I dabble in RSS readers. I periodically download new ones and try them out — moving subscriptions from one to the other.

I’ve been using Google Reader for the last few weeks and now feel qualified to share some of the things I like and don’t like about it.

I use Google Reader in a pretty straightforward way. I have the subscribe button on my browser link bar (see the “Goodies” section under settings if you are a user) and subscribe as I surf. I have things set up to just display latest postings. So, I just space-bar through and read postings. Starring anything I want to read more. Then I sort by my starred items, and see if I want to bookmark or blog about something that I read. As I make the decision on a given item, I remove the star as a part of the action I take.

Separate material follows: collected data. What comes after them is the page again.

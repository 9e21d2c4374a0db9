use crate::error::Result;
use crate::models::{Dependency, ModelRegistry};
use crate::schema::items::ItemKind;
use crate::schema::options::{ExpandContext, JsonOptions};
use futures::future::try_join_all;
use serde_json::Value;
use uuid::Uuid;

/// Names carried by every stored document and never usable by an item
pub const RESERVED_NAMES: &[&str] = &["_id", "_requiredDependencies", "_optionalDependencies"];

pub fn is_reserved(name: &str) -> bool {
    RESERVED_NAMES.contains(&name)
}

/// Behavioural flags shared by every item kind
#[derive(Debug, Clone, Copy, Default, PartialEq, Eq)]
pub struct ItemFlags {
    /// Left out of client projections unless `verbose` is requested
    pub sensitive: bool,
    /// No two records may share this value
    pub unique: bool,
    /// Scopes the uniqueness check to records sharing this value
    pub unique_indexer: bool,
    /// Ask the store for an index on this field
    pub indexable: bool,
    /// Must be set before the first insert
    pub required: bool,
}

/// A named, typed field slot in a schema
///
/// Example usage:
/// ```rust
/// use modepress::schema::{SchemaItem, TextItem};
///
/// let slug = SchemaItem::new("slug", TextItem::default().max_characters(128))
///     .unique()
///     .required();
/// assert!(slug.flags.unique && slug.flags.required);
/// ```
#[derive(Debug, PartialEq)]
pub struct SchemaItem {
    name: String,
    pub flags: ItemFlags,
    modified: bool,
    pub kind: ItemKind,
}

/// Clones start unmodified and without any resolved references
impl Clone for SchemaItem {
    fn clone(&self) -> Self {
        let mut kind = self.kind.clone();
        kind.clear_resolved();
        Self {
            name: self.name.clone(),
            flags: self.flags,
            modified: false,
            kind,
        }
    }
}

impl SchemaItem {
    pub fn new(name: impl Into<String>, kind: impl Into<ItemKind>) -> Self {
        Self {
            name: name.into(),
            flags: ItemFlags::default(),
            modified: false,
            kind: kind.into(),
        }
    }

    pub fn sensitive(mut self) -> Self {
        self.flags.sensitive = true;
        self
    }

    pub fn unique(mut self) -> Self {
        self.flags.unique = true;
        self
    }

    pub fn unique_indexer(mut self) -> Self {
        self.flags.unique_indexer = true;
        self
    }

    pub fn indexable(mut self) -> Self {
        self.flags.indexable = true;
        self
    }

    pub fn required(mut self) -> Self {
        self.flags.required = true;
        self
    }

    pub fn name(&self) -> &str {
        &self.name
    }

    /// Whether `set_value` has been called since construction or cloning
    pub fn is_modified(&self) -> bool {
        self.modified
    }

    /// Coerce and store a new value, marking the item modified.
    /// The previous value is overwritten even when equal.
    pub fn set_value(&mut self, value: &Value) -> Result<()> {
        self.kind.set(&self.name, value)?;
        self.modified = true;
        Ok(())
    }

    /// Check the current value, applying any coercion in place
    pub async fn validate(&mut self, registry: &ModelRegistry) -> Result<()> {
        self.kind.validate(&self.name, registry).await
    }

    /// Value as stored, never expanded
    pub fn db_value(&self) -> Value {
        self.kind.db_value()
    }

    pub(crate) async fn get_value(
        &self,
        options: &JsonOptions,
        ctx: &ExpandContext,
        registry: &ModelRegistry,
    ) -> Result<Value> {
        self.kind.get_value(&self.name, options, ctx, registry).await
    }

    /// Register this record on every target the last validation resolved
    pub async fn post_upsert(
        &self,
        record_id: Uuid,
        collection: &str,
        registry: &ModelRegistry,
    ) -> Result<()> {
        let Some((target, ids, kind)) = self.kind.resolved_references() else {
            return Ok(());
        };
        if ids.is_empty() {
            return Ok(());
        }

        let model = registry.get(target)?;
        let dependency = Dependency::new(record_id, collection, &self.name);
        try_join_all(
            ids.iter()
                .map(|id| model.add_dependency(*id, kind, &dependency)),
        )
        .await?;
        Ok(())
    }

    /// Remove this record from the dependency lists of every stored target
    pub async fn post_delete(
        &self,
        record_id: Uuid,
        collection: &str,
        registry: &ModelRegistry,
    ) -> Result<()> {
        let Some((target, ids)) = self.kind.references() else {
            return Ok(());
        };
        self.release(target, &ids, record_id, collection, registry)
            .await
    }

    pub(crate) async fn release(
        &self,
        target: &str,
        ids: &[Uuid],
        record_id: Uuid,
        collection: &str,
        registry: &ModelRegistry,
    ) -> Result<()> {
        if ids.is_empty() {
            return Ok(());
        }

        let model = registry.get(target)?;
        let dependency = Dependency::new(record_id, collection, &self.name);
        try_join_all(ids.iter().map(|id| model.remove_dependency(*id, &dependency))).await?;
        Ok(())
    }
}
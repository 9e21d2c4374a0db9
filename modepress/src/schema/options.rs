//! Options controlling how a record is projected for clients

use crate::config::ExpansionConfig;
use crate::error::{Error, Result};
use serde::{Deserialize, Serialize};
use uuid::Uuid;

/// Client projection options
///
/// Deserializes from the camelCase shape controllers receive on the wire
/// (`{"verbose": true, "expandForeignKeys": true, "expandMaxDepth": 1}`).
#[derive(Debug, Clone, Default, PartialEq, Eq, Serialize, Deserialize)]
#[serde(rename_all = "camelCase", default)]
pub struct JsonOptions {
    /// Include items flagged `sensitive`
    pub verbose: bool,
    /// Resolve foreign keys and id arrays into nested objects
    pub expand_foreign_keys: bool,
    /// Recursion ceiling for expansion, `-1` for unlimited.
    /// Must be present whenever `expand_foreign_keys` is set.
    pub expand_max_depth: Option<i32>,
    /// Item names that are never expanded
    pub expand_schema_blacklist: Vec<String>,
}

impl JsonOptions {
    /// Verbose projection without expansion
    pub fn verbose() -> Self {
        Self {
            verbose: true,
            ..Self::default()
        }
    }

    /// Expand references up to `max_depth` levels (`-1` for unlimited)
    pub fn expanded(max_depth: i32) -> Self {
        Self {
            expand_foreign_keys: true,
            expand_max_depth: Some(max_depth),
            ..Self::default()
        }
    }

    /// Expand references to the configured default depth
    pub fn expanded_default(config: &ExpansionConfig) -> Self {
        Self::expanded(config.default_max_depth)
    }

    /// Copy of these options with the depth held under the configured ceiling
    pub fn clamped(&self, config: &ExpansionConfig) -> Self {
        let mut options = self.clone();
        options.expand_max_depth = options.expand_max_depth.map(|d| config.clamp_depth(d));
        options
    }

    pub fn with_verbose(mut self, verbose: bool) -> Self {
        self.verbose = verbose;
        self
    }

    /// Never expand the named item
    pub fn blacklist(mut self, name: impl Into<String>) -> Self {
        self.expand_schema_blacklist.push(name.into());
        self
    }

    /// Reject incoherent option combinations
    pub fn validate(&self) -> Result<()> {
        match (self.expand_foreign_keys, self.expand_max_depth) {
            (true, None) => Err(Error::invalid_options(
                "expandMaxDepth is required when expandForeignKeys is set",
            )),
            (_, Some(depth)) if depth < -1 => Err(Error::invalid_options(format!(
                "expandMaxDepth must be -1 or greater, got {}",
                depth
            ))),
            _ => Ok(()),
        }
    }

    /// Whether the item `name` at traversal `depth` should be expanded
    pub(crate) fn should_expand(&self, name: &str, depth: u32) -> bool {
        if !self.expand_foreign_keys {
            return false;
        }
        if self.expand_schema_blacklist.iter().any(|n| n == name) {
            return false;
        }
        match self.expand_max_depth {
            Some(-1) => true,
            Some(max) => i64::from(depth) < i64::from(max),
            None => false,
        }
    }
}

/// State carried through one expansion traversal
///
/// `depth` counts the references followed from the root record; `path`
/// holds the records on the way down so a reference back into it is left
/// unexpanded, which bounds traversal even with unlimited depth.
#[derive(Debug, Clone, Default)]
pub(crate) struct ExpandContext {
    pub depth: u32,
    path: Vec<(String, Uuid)>,
}

impl ExpandContext {
    pub fn root(collection: &str, id: Uuid) -> Self {
        Self {
            depth: 0,
            path: vec![(collection.to_string(), id)],
        }
    }

    pub fn is_on_path(&self, collection: &str, id: &Uuid) -> bool {
        self.path.iter().any(|(c, i)| c == collection && i == id)
    }

    pub fn descend(&self, collection: &str, id: Uuid) -> Self {
        let mut path = self.path.clone();
        path.push((collection.to_string(), id));
        Self {
            depth: self.depth + 1,
            path,
        }
    }
}

#[cfg(test)]
mod tests {
    use super::*;

    #[test]
    fn test_expansion_requires_depth() {
        let options = JsonOptions {
            expand_foreign_keys: true,
            ..JsonOptions::default()
        };
        assert!(matches!(options.validate(), Err(Error::InvalidOptions(_))));
        assert!(JsonOptions::expanded(1).validate().is_ok());
        assert!(JsonOptions::expanded(-2).validate().is_err());
    }

    #[test]
    fn test_should_expand() {
        let options = JsonOptions::expanded(1).blacklist("parent");
        assert!(options.should_expand("author", 0));
        assert!(!options.should_expand("author", 1));
        assert!(!options.should_expand("parent", 0));
        assert!(JsonOptions::expanded(-1).should_expand("author", 40));
        assert!(!JsonOptions::verbose().should_expand("author", 0));
    }

    #[test]
    fn test_deserialize_wire_shape() {
        let options: JsonOptions = serde_json::from_str(
            r#"{"verbose": true, "expandForeignKeys": true, "expandMaxDepth": 2, "expandSchemaBlacklist": ["parent"]}"#,
        )
        .unwrap();
        assert!(options.verbose);
        assert_eq!(options.expand_max_depth, Some(2));
        assert_eq!(options.expand_schema_blacklist, vec!["parent"]);

        let empty: JsonOptions = serde_json::from_str("{}").unwrap();
        assert_eq!(empty, JsonOptions::default());
    }

    #[test]
    fn test_clamped_to_ceiling() {
        let config = ExpansionConfig {
            default_max_depth: 2,
            max_depth_ceiling: Some(3),
        };
        assert_eq!(JsonOptions::expanded(-1).clamped(&config).expand_max_depth, Some(3));
        assert_eq!(JsonOptions::expanded(2).clamped(&config).expand_max_depth, Some(2));
        assert_eq!(JsonOptions::expanded_default(&config).expand_max_depth, Some(2));
        assert_eq!(JsonOptions::verbose().clamped(&config).expand_max_depth, None);
    }

    #[test]
    fn test_context_path() {
        let root_id = Uuid::new_v4();
        let child_id = Uuid::new_v4();
        let root = ExpandContext::root("posts", root_id);
        let child = root.descend("users", child_id);

        assert_eq!(child.depth, 1);
        assert!(child.is_on_path("posts", &root_id));
        assert!(child.is_on_path("users", &child_id));
        assert!(!root.is_on_path("users", &child_id));
    }
}
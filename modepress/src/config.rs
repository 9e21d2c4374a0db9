use crate::error::{Error, Result};
use serde::{Deserialize, Serialize};
use std::env;

#[cfg(feature = "config")]
use std::fs;
#[cfg(feature = "config")]
use std::path::Path;

/// Configuration for the model layer
#[derive(Debug, Clone, Serialize, Deserialize, Default)]
pub struct OdmConfig {
    #[serde(default)]
    pub database: DatabaseConfig,

    #[serde(default)]
    pub expansion: ExpansionConfig,
}

#[derive(Debug, Clone, Serialize, Deserialize, Default)]
pub struct DatabaseConfig {
    /// Prepended to every model name when binding it to a collection
    #[serde(default)]
    pub collection_prefix: String,
}

#[derive(Debug, Clone, Serialize, Deserialize)]
pub struct ExpansionConfig {
    /// Depth used by `JsonOptions::expanded_default`
    #[serde(default = "default_max_depth")]
    pub default_max_depth: i32,

    /// Hard ceiling applied to any requested depth; `None` leaves requests as-is
    #[serde(default)]
    pub max_depth_ceiling: Option<i32>,
}

fn default_max_depth() -> i32 {
    1
}

impl Default for ExpansionConfig {
    fn default() -> Self {
        Self {
            default_max_depth: default_max_depth(),
            max_depth_ceiling: None,
        }
    }
}

impl ExpansionConfig {
    /// Clamp a requested depth to the configured ceiling.
    ///
    /// `-1` (unlimited) becomes the ceiling when one is set.
    pub fn clamp_depth(&self, requested: i32) -> i32 {
        match self.max_depth_ceiling {
            Some(ceiling) if requested == -1 || requested > ceiling => ceiling,
            _ => requested,
        }
    }
}

impl OdmConfig {
    /// Load configuration from TOML file
    #[cfg(feature = "config")]
    pub fn from_file<P: AsRef<Path>>(path: P) -> Result<Self> {
        let path_ref = path.as_ref();

        let content = fs::read_to_string(path_ref).map_err(|e| {
            Error::config(format!(
                "Failed to read config file '{}': {}",
                path_ref.display(),
                e
            ))
        })?;

        let config = Self::from_toml_str(&content).map_err(|e| {
            e.with_context(format!("Invalid config file '{}'", path_ref.display()))
        })?;

        log::debug!(
            "Successfully loaded configuration from: {}",
            path_ref.display()
        );
        Ok(config)
    }

    /// Parse and validate configuration from a TOML string
    #[cfg(feature = "config")]
    pub fn from_toml_str(content: &str) -> Result<Self> {
        let config: OdmConfig = toml::from_str(content)
            .map_err(|e| Error::config(format!("Failed to parse TOML: {}", e)))?;
        config.validate()?;
        Ok(config)
    }

    /// Create configuration from defaults plus environment variable overrides
    pub fn from_env() -> Result<Self> {
        let mut config = OdmConfig::default();
        config.apply_overrides(|key| env::var(key).ok())?;
        Ok(config)
    }

    /// Apply `MODEPRESS_*` overrides read through `lookup`
    pub fn apply_overrides<F>(&mut self, lookup: F) -> Result<()>
    where
        F: Fn(&str) -> Option<String>,
    {
        if let Some(prefix) = lookup("MODEPRESS_COLLECTION_PREFIX") {
            self.database.collection_prefix = prefix;
        }

        if let Some(depth) = lookup("MODEPRESS_EXPAND_MAX_DEPTH") {
            self.expansion.default_max_depth = depth.trim().parse().map_err(|_| {
                Error::config(format!(
                    "MODEPRESS_EXPAND_MAX_DEPTH must be an integer, got '{}'",
                    depth
                ))
            })?;
        }

        if let Some(ceiling) = lookup("MODEPRESS_EXPAND_DEPTH_CEILING") {
            let ceiling: i32 = ceiling.trim().parse().map_err(|_| {
                Error::config(format!(
                    "MODEPRESS_EXPAND_DEPTH_CEILING must be an integer, got '{}'",
                    ceiling
                ))
            })?;
            self.expansion.max_depth_ceiling = Some(ceiling);
        }

        self.validate()
    }

    /// Validate configuration values
    pub fn validate(&self) -> Result<()> {
        if self.expansion.default_max_depth < -1 {
            return Err(Error::config(format!(
                "expansion.default_max_depth must be -1 or greater, got {}",
                self.expansion.default_max_depth
            )));
        }

        if let Some(ceiling) = self.expansion.max_depth_ceiling {
            if ceiling < 0 {
                return Err(Error::config(format!(
                    "expansion.max_depth_ceiling must be 0 or greater, got {}",
                    ceiling
                )));
            }
        }

        if self
            .database
            .collection_prefix
            .chars()
            .any(|c| c.is_whitespace() || c == '$')
        {
            return Err(Error::config(
                "database.collection_prefix may not contain whitespace or '$'",
            ));
        }

        Ok(())
    }

    /// Collection name a model called `name` is bound to
    pub fn collection_name(&self, name: &str) -> String {
        format!("{}{}", self.database.collection_prefix, name)
    }
}

#[cfg(test)]
mod tests {
    use super::*;
    use std::collections::HashMap;

    #[test]
    fn test_defaults() {
        let config = OdmConfig::default();
        assert_eq!(config.expansion.default_max_depth, 1);
        assert_eq!(config.collection_name("posts"), "posts");
        assert!(config.validate().is_ok());
    }

    #[cfg(feature = "config")]
    #[test]
    fn test_from_file() {
        use std::io::Write;

        let mut file = tempfile::NamedTempFile::new().unwrap();
        writeln!(
            file,
            "[database]\ncollection_prefix = \"mp_\"\n\n[expansion]\ndefault_max_depth = 2\nmax_depth_ceiling = 4"
        )
        .unwrap();

        let config = OdmConfig::from_file(file.path()).unwrap();
        assert_eq!(config.collection_name("posts"), "mp_posts");
        assert_eq!(config.expansion.default_max_depth, 2);
        assert_eq!(config.expansion.max_depth_ceiling, Some(4));
    }

    #[cfg(feature = "config")]
    #[test]
    fn test_missing_file_is_a_config_error() {
        let dir = tempfile::tempdir().unwrap();
        let result = OdmConfig::from_file(dir.path().join("missing.toml"));
        assert!(matches!(
            result,
            Err(Error::Config(ref message)) if message.contains("missing.toml")
        ));
    }

    #[cfg(feature = "config")]
    #[test]
    fn test_rejects_bad_depth() {
        let result = OdmConfig::from_toml_str("[expansion]\ndefault_max_depth = -3");
        assert!(matches!(result, Err(Error::Config(_))));
    }

    #[test]
    fn test_env_overrides() {
        let vars: HashMap<&str, &str> = [
            ("MODEPRESS_COLLECTION_PREFIX", "test_"),
            ("MODEPRESS_EXPAND_MAX_DEPTH", "-1"),
        ]
        .into_iter()
        .collect();

        let mut config = OdmConfig::default();
        config
            .apply_overrides(|key| vars.get(key).map(|v| v.to_string()))
            .unwrap();

        assert_eq!(config.database.collection_prefix, "test_");
        assert_eq!(config.expansion.default_max_depth, -1);
    }

    #[test]
    fn test_env_override_must_be_numeric() {
        let mut config = OdmConfig::default();
        let result = config.apply_overrides(|key| {
            (key == "MODEPRESS_EXPAND_MAX_DEPTH").then(|| "deep".to_string())
        });
        assert!(result.is_err());
    }

    #[test]
    fn test_clamp_depth() {
        let expansion = ExpansionConfig {
            default_max_depth: 1,
            max_depth_ceiling: Some(3),
        };
        assert_eq!(expansion.clamp_depth(-1), 3);
        assert_eq!(expansion.clamp_depth(5), 3);
        assert_eq!(expansion.clamp_depth(2), 2);
        assert_eq!(ExpansionConfig::default().clamp_depth(-1), -1);
    }
}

(I’m assuming that you have some familiarity with Google Reader. If you don’t, Google’s help is pretty helpful)

Pros:

  • Sorts subscriptions. Okay, it’s a stupidly basic tool but I need a variety of ways to sort my subscriptions. In Reader, it’s easy for me to tag subscriptions and then they are sorted by folders. It’s mixing the metaphor (hasn’t it always been tags vs. folders?) but it works for me.
  • Handles a lot of data. I have ~500 subscriptions which results in thousands of new items. It doesn’t choke on those.
  • Offline capacity. Almost any tool is useless to me if it doesn’t also give me a way to work offline. Okay, we can pretend the whole ubiquitous wifi thing but, especially if you aren’t forking out to connect, it isn’t ubiquitous yet. And I don’t want to manage subscriptions and tools across a variety of sites.
  • Stable. I haven’t had a problem connecting or using the site.
  • Keystroke enabled. I don’t like have to use the mouse on quick information tools (RSS readers and emails are both things I like to prowl through very quickly). Reader makes it easy for me to take actions — mark as read, star, unstar, tag — from the keyboard which is a key to speed.

Cons:

  • It isn’t fast enough. I like desktop applications. They are faster. They handle more faster. The good ones anyway. There I’ve said it. The Internet is a lot of beautiful things but when my goal is go through a big chunk of info quickly, the desktop is my friend.
  • No way to create smart feeds. I want to create searches of my feeds so that somethings can rise to the top of the pile and I want to do it inside of my primary tool. I can search but I can’t subscribe to that search in something like its own feeds.
  • I don’t really like the interface. I prefer Bloglines. I don’t have a good reason for this. It just is. Something about it makes me lose track of who I’m reading more than in other RSS readers. Does anyone else have this experience? Is there a way to describe it or is it just me?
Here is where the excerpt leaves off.